Below is the method I used to initialize the USB stick sector 0. After
that you still must boot into DOS and format it. It works on some PCs
but not all. If DOS format reports any bad sectors, it didn't work and
you must try a different PC.
Once formatted correctly, it will boot as the A: drive. One PC of mine
required USB-ZIP in the BIOS setup instead of USB-FDD.
??? is the usb stick device name
dd bs=4k count=5000 if=/dev/zero of=/dev/???
dd if=sector0 of=/dev/???
[snip]
BIOS will recognize a floppy media as long as the media type field in the
boot record is one of floppy media types. The file system doesn't matter
because BIOS is file system blind.
Isn't the media type field part of the file system?
Post by JJ
So, you can have larger disk capacity
than that. e.g. 256MB with FAT16 or larger, as long as the disk geometry is
still within BIOS limit. However, only some file systems are designed for
use with removable disks, and it'll depend on what file systems are
supported by the OS which is to be booted.
--
James Harris
JJ
2020-05-09 10:40:43 UTC
Permalink
Post by James Harris
Isn't the media type field part of the file system?
Oh, you're right. It is.

Then it depends on the BIOS itself, just like T. Ment have said. How
flexible it can be for handling custom floppy formats.
James Harris
2020-05-09 16:11:18 UTC
Permalink
Post by JJ
Post by James Harris
Isn't the media type field part of the file system?
Oh, you're right. It is.
Then it depends on the BIOS itself, just like T. Ment have said.
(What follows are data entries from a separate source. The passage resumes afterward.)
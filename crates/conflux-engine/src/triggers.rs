//! Trigger edges between flows and cycle detection over them.

use std::collections::{HashMap, HashSet};

use conflux_graph::{
  GraphError, NodeId, ResourceRef, Topology, TriggerEdge, TriggeredEvent, TriggeringEvent,
};
use serde::{Deserialize, Serialize};
use tracing::{debug, info};

use crate::access::Viewer;
use crate::engine::Transaction;
use crate::events::EventType;

#[derive(Debug, Clone, Serialize, Deserialize)]
pub struct NewTrigger {
  pub triggering: ResourceRef,
  pub triggered: ResourceRef,
  pub triggering_event: TriggeringEvent,
  pub triggered_event: TriggeredEvent,
}

/// Search for a path from `edge`'s triggered origin back to its triggering
/// origin. Returns the edge ids along the cycle, starting with `edge` itself.
pub(crate) fn find_trigger_cycle(topology: &Topology, edge: &TriggerEdge) -> Option<Vec<u64>> {
  let mut adjacency: HashMap<NodeId, Vec<&TriggerEdge>> = HashMap::new();
  for trigger in topology.triggers() {
    adjacency
      .entry(trigger.triggering_origin_node_id)
      .or_default()
      .push(trigger);
  }

  let start = edge.triggered_origin_node_id;
  let target = edge.triggering_origin_node_id;
  let mut visited = HashSet::from([start]);
  let mut stack = vec![(start, vec![edge.id])];

  while let Some((node, chain)) = stack.pop() {
    for next in adjacency.get(&node).into_iter().flatten() {
      let to = next.triggered_origin_node_id;
      let mut extended = chain.clone();
      extended.push(next.id);
      if to == target {
        return Some(extended);
      }
      if visited.insert(to) {
        stack.push((to, extended));
      }
    }
  }
  None
}

impl Transaction<'_> {
  /// Origin of the flow containing `r`, if `viewer` may operate it.
  pub(crate) fn operable_origin(
    &self,
    viewer: &Viewer,
    r: ResourceRef,
  ) -> Result<NodeId, GraphError> {
    self.topology.require_resource(r)?;
    let node = self.topology.require_node_for(r)?;
    if !self.access().can_operate(node, viewer) {
      return Err(GraphError::forbidden(format!("cannot operate {}", r)));
    }
    Ok(node.origin_node_id)
  }

  fn require_operable_node(&self, viewer: &Viewer, id: NodeId) -> Result<ResourceRef, GraphError> {
    let node = self.topology.resolve(id, id)?;
    if !self.access().can_operate(node, viewer) {
      return Err(GraphError::forbidden(format!("cannot operate {}", node.resource)));
    }
    Ok(node.resource)
  }

  /// Validate and store a trigger under `id`, replacing any edge with that id.
  fn put_trigger(
    &mut self,
    viewer: &Viewer,
    id: u64,
    new: &NewTrigger,
  ) -> Result<TriggerEdge, GraphError> {
    let triggering = self.operable_origin(viewer, new.triggering)?;
    let triggered = self.operable_origin(viewer, new.triggered)?;
    if triggering == triggered {
      return Err(GraphError::bad_request(format!(
        "{} and {} belong to the same flow; a flow cannot trigger itself",
        new.triggering, new.triggered
      )));
    }

    let duplicate = self.topology.triggers().any(|t| {
      t.id != id
        && t.triggering_origin_node_id == triggering
        && t.triggered_origin_node_id == triggered
    });
    if duplicate {
      return Err(GraphError::conflict(
        format!("{} already triggers {}", new.triggering, new.triggered),
        vec![new.triggering, new.triggered],
      ));
    }

    let edge = TriggerEdge {
      id,
      owner_id: viewer.user_id,
      org_id: viewer.org_id,
      triggering_origin_node_id: triggering,
      triggered_origin_node_id: triggered,
      triggering_event: new.triggering_event,
      triggered_event: new.triggered_event,
    };
    self.topology.insert_trigger(edge.clone());

    if let Some(chain) = find_trigger_cycle(&self.topology, &edge) {
      debug!(trigger_id = id, ?chain, "trigger would close a cycle");
      return Err(GraphError::CycleDetected { chain });
    }
    Ok(edge)
  }

  pub(crate) fn create_trigger(
    &mut self,
    viewer: &Viewer,
    new: NewTrigger,
  ) -> Result<TriggerEdge, GraphError> {
    let id = self.topology.allocate_trigger_id();
    let edge = self.put_trigger(viewer, id, &new)?;
    self.emit(new.triggering, EventType::TriggerCreated);
    info!(
      trigger_id = id,
      triggering = %new.triggering,
      triggered = %new.triggered,
      "trigger created"
    );
    Ok(edge)
  }

  pub(crate) fn update_trigger(
    &mut self,
    viewer: &Viewer,
    trigger_id: u64,
    new: NewTrigger,
  ) -> Result<TriggerEdge, GraphError> {
    let existing = self
      .topology
      .trigger(trigger_id)
      .ok_or_else(|| GraphError::not_found(format!("trigger {}", trigger_id)))?;
    self.require_operable_node(viewer, existing.triggering_origin_node_id)?;

    let edge = self.put_trigger(viewer, trigger_id, &new)?;
    self.emit(new.triggering, EventType::TriggerUpdated);
    Ok(edge)
  }

  pub(crate) fn delete_trigger(
    &mut self,
    viewer: &Viewer,
    trigger_id: u64,
  ) -> Result<(), GraphError> {
    let existing = self
      .topology
      .trigger(trigger_id)
      .ok_or_else(|| GraphError::not_found(format!("trigger {}", trigger_id)))?;
    let resource = self.require_operable_node(viewer, existing.triggering_origin_node_id)?;

    self.topology.remove_trigger(trigger_id);
    self.emit(resource, EventType::TriggerDeleted);
    Ok(())
  }
}
//! Conflux Graph
//!
//! The topology data model: one [`GraphNode`] per resource, linked by
//! parent/origin/shared-origin pointers, plus the cross-flow edges
//! ([`TriggerEdge`], [`FlowLink`]) that live outside the tree.
//!
//! Everything is stored in an id-keyed arena ([`Topology`]). Nodes never hold
//! references to each other; traversal is always an explicit lookup by id.
//!
//! Resources are a closed tagged union ([`Resource`]) over the three node
//! kinds. Each variant implements the resource hooks the engine drives during
//! cascades (declared parent, activate/pause, copy, chown pre-flight).

mod edges;
mod error;
mod ids;
mod node;
mod resource;
mod topology;
mod transform;

pub use edges::{FlowLink, LinkType, Project, TriggerEdge, TriggeredEvent, TriggeringEvent};
pub use error::{Fault, GraphError};
pub use ids::{AccessTarget, NodeId, OrgId, ProjectId, ResourceKind, ResourceRef, UserId};
pub use node::{GraphNode, ResourceStatus};
pub use resource::{DataSet, DataSink, DataSource, Resource};
pub use topology::Topology;
pub use transform::{
  Destination, Fallback, SplitterRule, SplitterSpec, Transform, TransformOperation,
};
How
flexible it can be for handling custom floppy formats.
There's a very good (and plausible) write-up on how different BIOSes
responded to the challenge of booting USB flash at

https://wiki.osdev.org/Problems_Booting_From_USB_Flash

See especially the "Old Computers" section.
--
James Harris
T. Ment
2020-05-09 16:51:36 UTC
Permalink
Post by James Harris
There's a very good (and plausible) write-up on how different BIOSes
responded to the challenge of booting USB flash at
https://wiki.osdev.org/Problems_Booting_From_USB_Flash
It may seem "plausible" to you, but just because it's on osdev.org,
doesn't make it good. They say:

The MBR must have a partition table with an active partition
with the boot loader starting in the active partition
(in case the firmware doesn't support "floppy emulation")

As I said earlier, USB-ZIP works on a PC of mine where USB-FDD does not.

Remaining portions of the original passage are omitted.